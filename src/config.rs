// SPDX-License-Identifier: AGPL-3.0-or-later
//! Configuration management for Outpost

use serde::{Deserialize, Serialize};
use std::path::{Path, PathBuf};

use crate::error::{OutpostError, Result};

/// Main configuration structure for Outpost
#[derive(Debug, Clone, Serialize, Deserialize)]
pub struct Config {
    /// Outpost instance name
    pub name: String,

    /// Stop certificate procedures at the first failed command
    #[serde(default)]
    pub strict: bool,

    /// Container orchestration settings
    #[serde(default)]
    pub compose: ComposeConfig,

    /// Client certificate settings
    #[serde(default)]
    pub clients: ClientsConfig,

    /// Reconciliation engine settings
    #[serde(default)]
    pub engine: EngineConfig,

    /// Object-storage API settings
    #[serde(default)]
    pub storage: StorageConfig,

    /// Bucket certificate issuance
    #[serde(default)]
    pub acme: AcmeConfig,

    /// Logging configuration
    #[serde(default)]
    pub logging: LoggingConfig,
}

/// How the orchestration CLI is invoked
#[derive(Debug, Clone, Serialize, Deserialize)]
pub struct ComposeConfig {
    /// Program to run (docker-compose, podman-compose, ...)
    #[serde(default = "default_compose_program")]
    pub program: String,

    /// Arguments placed before `run` (e.g. ["compose"] for `docker compose`)
    #[serde(default)]
    pub args: Vec<String>,

    /// Service running the VPN image
    #[serde(default = "default_service")]
    pub service: String,

    /// Shell-sourced file providing PROTO and HOSTNAME
    #[serde(default = "default_env_file")]
    pub env_file: PathBuf,
}

/// Where client artifacts and the action log live
#[derive(Debug, Clone, Serialize, Deserialize)]
pub struct ClientsConfig {
    /// Directory receiving exported `<name>.ovpn` files
    #[serde(default = "default_conf_dir")]
    pub conf_dir: PathBuf,

    /// Append-only action log
    #[serde(default = "default_log_file")]
    pub log_file: PathBuf,

    /// Issue client keys without a passphrase
    #[serde(default = "default_true")]
    pub nopass: bool,
}

/// Reconciliation engine invocation
#[derive(Debug, Clone, Serialize, Deserialize)]
pub struct EngineConfig {
    /// Engine program
    #[serde(default = "default_engine_program")]
    pub program: String,

    /// Directory the rendered configuration is written to
    #[serde(default = "default_work_dir")]
    pub work_dir: PathBuf,

    /// Default descriptor location
    #[serde(default = "default_descriptors")]
    pub descriptors: PathBuf,
}

/// Object-storage API client settings
#[derive(Debug, Clone, Serialize, Deserialize)]
pub struct StorageConfig {
    /// API base URL
    #[serde(default = "default_api_url")]
    pub api_url: String,

    /// Environment variable holding the bearer token
    #[serde(default = "default_token_env")]
    pub token_env: String,

    /// Cluster hosting the bucket
    #[serde(default)]
    pub cluster: Option<String>,

    /// Bucket label
    #[serde(default)]
    pub bucket: Option<String>,

    /// User-Agent sent with every request
    #[serde(default = "default_user_agent")]
    pub user_agent: String,
}

/// ACME certificate authority settings
#[derive(Debug, Clone, Serialize, Deserialize)]
pub struct AcmeConfig {
    /// Directory URL of the certificate authority
    #[serde(default = "default_directory_url")]
    pub directory_url: String,

    /// Where the account credentials are kept between runs
    #[serde(default = "default_account_file")]
    pub account_file: PathBuf,

    /// Account contact URLs (`mailto:ops@example.com`)
    #[serde(default)]
    pub contact: Vec<String>,

    /// Agree to the authority's terms of service when registering
    #[serde(default = "default_true")]
    pub agree_tos: bool,

    /// Domain the bucket is served under (defaults to the bucket hostname)
    #[serde(default)]
    pub domain: Option<String>,

    /// Lifetime of the presigned challenge URLs, in seconds
    #[serde(default = "default_challenge_expiry")]
    pub challenge_expiry: u32,
}

/// Logging configuration
#[derive(Debug, Clone, Serialize, Deserialize)]
pub struct LoggingConfig {
    /// Log level (trace, debug, info, warn, error)
    #[serde(default = "default_log_level")]
    pub level: String,
}

impl Default for ComposeConfig {
    fn default() -> Self {
        Self {
            program: default_compose_program(),
            args: Vec::new(),
            service: default_service(),
            env_file: default_env_file(),
        }
    }
}

impl Default for ClientsConfig {
    fn default() -> Self {
        Self {
            conf_dir: default_conf_dir(),
            log_file: default_log_file(),
            nopass: true,
        }
    }
}

impl Default for EngineConfig {
    fn default() -> Self {
        Self {
            program: default_engine_program(),
            work_dir: default_work_dir(),
            descriptors: default_descriptors(),
        }
    }
}

impl Default for StorageConfig {
    fn default() -> Self {
        Self {
            api_url: default_api_url(),
            token_env: default_token_env(),
            cluster: None,
            bucket: None,
            user_agent: default_user_agent(),
        }
    }
}

impl Default for AcmeConfig {
    fn default() -> Self {
        Self {
            directory_url: default_directory_url(),
            account_file: default_account_file(),
            contact: Vec::new(),
            agree_tos: true,
            domain: None,
            challenge_expiry: default_challenge_expiry(),
        }
    }
}

impl Default for LoggingConfig {
    fn default() -> Self {
        Self {
            level: default_log_level(),
        }
    }
}

impl Default for Config {
    fn default() -> Self {
        Self {
            name: "outpost".to_string(),
            strict: false,
            compose: ComposeConfig::default(),
            clients: ClientsConfig::default(),
            engine: EngineConfig::default(),
            storage: StorageConfig::default(),
            acme: AcmeConfig::default(),
            logging: LoggingConfig::default(),
        }
    }
}

impl Config {
    /// Load configuration from a TOML file
    pub fn from_file<P: AsRef<Path>>(path: P) -> Result<Self> {
        let path = path.as_ref();

        if !path.exists() {
            return Err(OutpostError::ConfigNotFound {
                path: path.display().to_string(),
            });
        }

        let contents = std::fs::read_to_string(path)?;
        let config: Config = toml::from_str(&contents)?;

        config.validate()?;
        Ok(config)
    }

    /// Load the file when present, otherwise fall back to defaults
    pub fn load_or_default<P: AsRef<Path>>(path: P) -> Result<Self> {
        let path = path.as_ref();
        if path.exists() {
            Self::from_file(path)
        } else {
            Ok(Self::default())
        }
    }

    /// Validate the configuration
    pub fn validate(&self) -> Result<()> {
        if self.name.is_empty() {
            return Err(OutpostError::InvalidConfig {
                message: "Outpost name cannot be empty".to_string(),
            });
        }

        if self.compose.program.trim().is_empty() {
            return Err(OutpostError::InvalidConfig {
                message: "compose.program cannot be empty".to_string(),
            });
        }

        if self.compose.service.trim().is_empty() {
            return Err(OutpostError::InvalidConfig {
                message: "compose.service cannot be empty".to_string(),
            });
        }

        if self.engine.program.trim().is_empty() {
            return Err(OutpostError::InvalidConfig {
                message: "engine.program cannot be empty".to_string(),
            });
        }

        Ok(())
    }
}

/// Commented configuration written by `outpost init`
pub const DEFAULT_CONFIG_TOML: &str = r#"# SPDX-License-Identifier: AGPL-3.0-or-later
# Outpost Configuration

name = "outpost"
# Stop certificate procedures at the first failed command
strict = false

[compose]
program = "docker-compose"
# args = ["compose"]
service = "openvpn"
env_file = ".env"

[clients]
conf_dir = "client-confs"
log_file = "VPNclients.log"
nopass = true

[engine]
program = "terraform"
work_dir = ".outpost/engine"
descriptors = "deploy"

[storage]
api_url = "https://api.linode.com/"
token_env = "LINODE_BUCKET_ACCESS_KEY"
# cluster = "us-east-1"
# bucket = "vpn-assets"

[acme]
directory_url = "https://acme-v02.api.letsencrypt.org/directory"
account_file = ".outpost/acme-account.json"
# contact = ["mailto:ops@example.com"]
agree_tos = true
# domain = "vpn-assets.us-east-1.linodeobjects.com"
challenge_expiry = 360

[logging]
# Used when neither --verbose nor --debug nor RUST_LOG is given
level = "warn"
"#;

// Default value functions

fn default_compose_program() -> String {
    "docker-compose".to_string()
}

fn default_service() -> String {
    "openvpn".to_string()
}

fn default_env_file() -> PathBuf {
    PathBuf::from(".env")
}

fn default_conf_dir() -> PathBuf {
    PathBuf::from("client-confs")
}

fn default_log_file() -> PathBuf {
    PathBuf::from("VPNclients.log")
}

fn default_true() -> bool {
    true
}

fn default_engine_program() -> String {
    "terraform".to_string()
}

fn default_work_dir() -> PathBuf {
    PathBuf::from(".outpost/engine")
}

fn default_descriptors() -> PathBuf {
    PathBuf::from("deploy")
}

fn default_api_url() -> String {
    "https://api.linode.com/".to_string()
}

fn default_token_env() -> String {
    "LINODE_BUCKET_ACCESS_KEY".to_string()
}

fn default_user_agent() -> String {
    format!("outpost/{}", env!("CARGO_PKG_VERSION"))
}

fn default_directory_url() -> String {
    "https://acme-v02.api.letsencrypt.org/directory".to_string()
}

fn default_account_file() -> PathBuf {
    PathBuf::from(".outpost/acme-account.json")
}

fn default_challenge_expiry() -> u32 {
    360
}

fn default_log_level() -> String {
    "warn".to_string()
}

Work to complete |
Where does the string "URLs" occur in the material? Copy every line where it does.

Answer to this task |
    /// Account contact URLs (`mailto:ops@example.com`)
    /// Lifetime of the presigned challenge URLs, in seconds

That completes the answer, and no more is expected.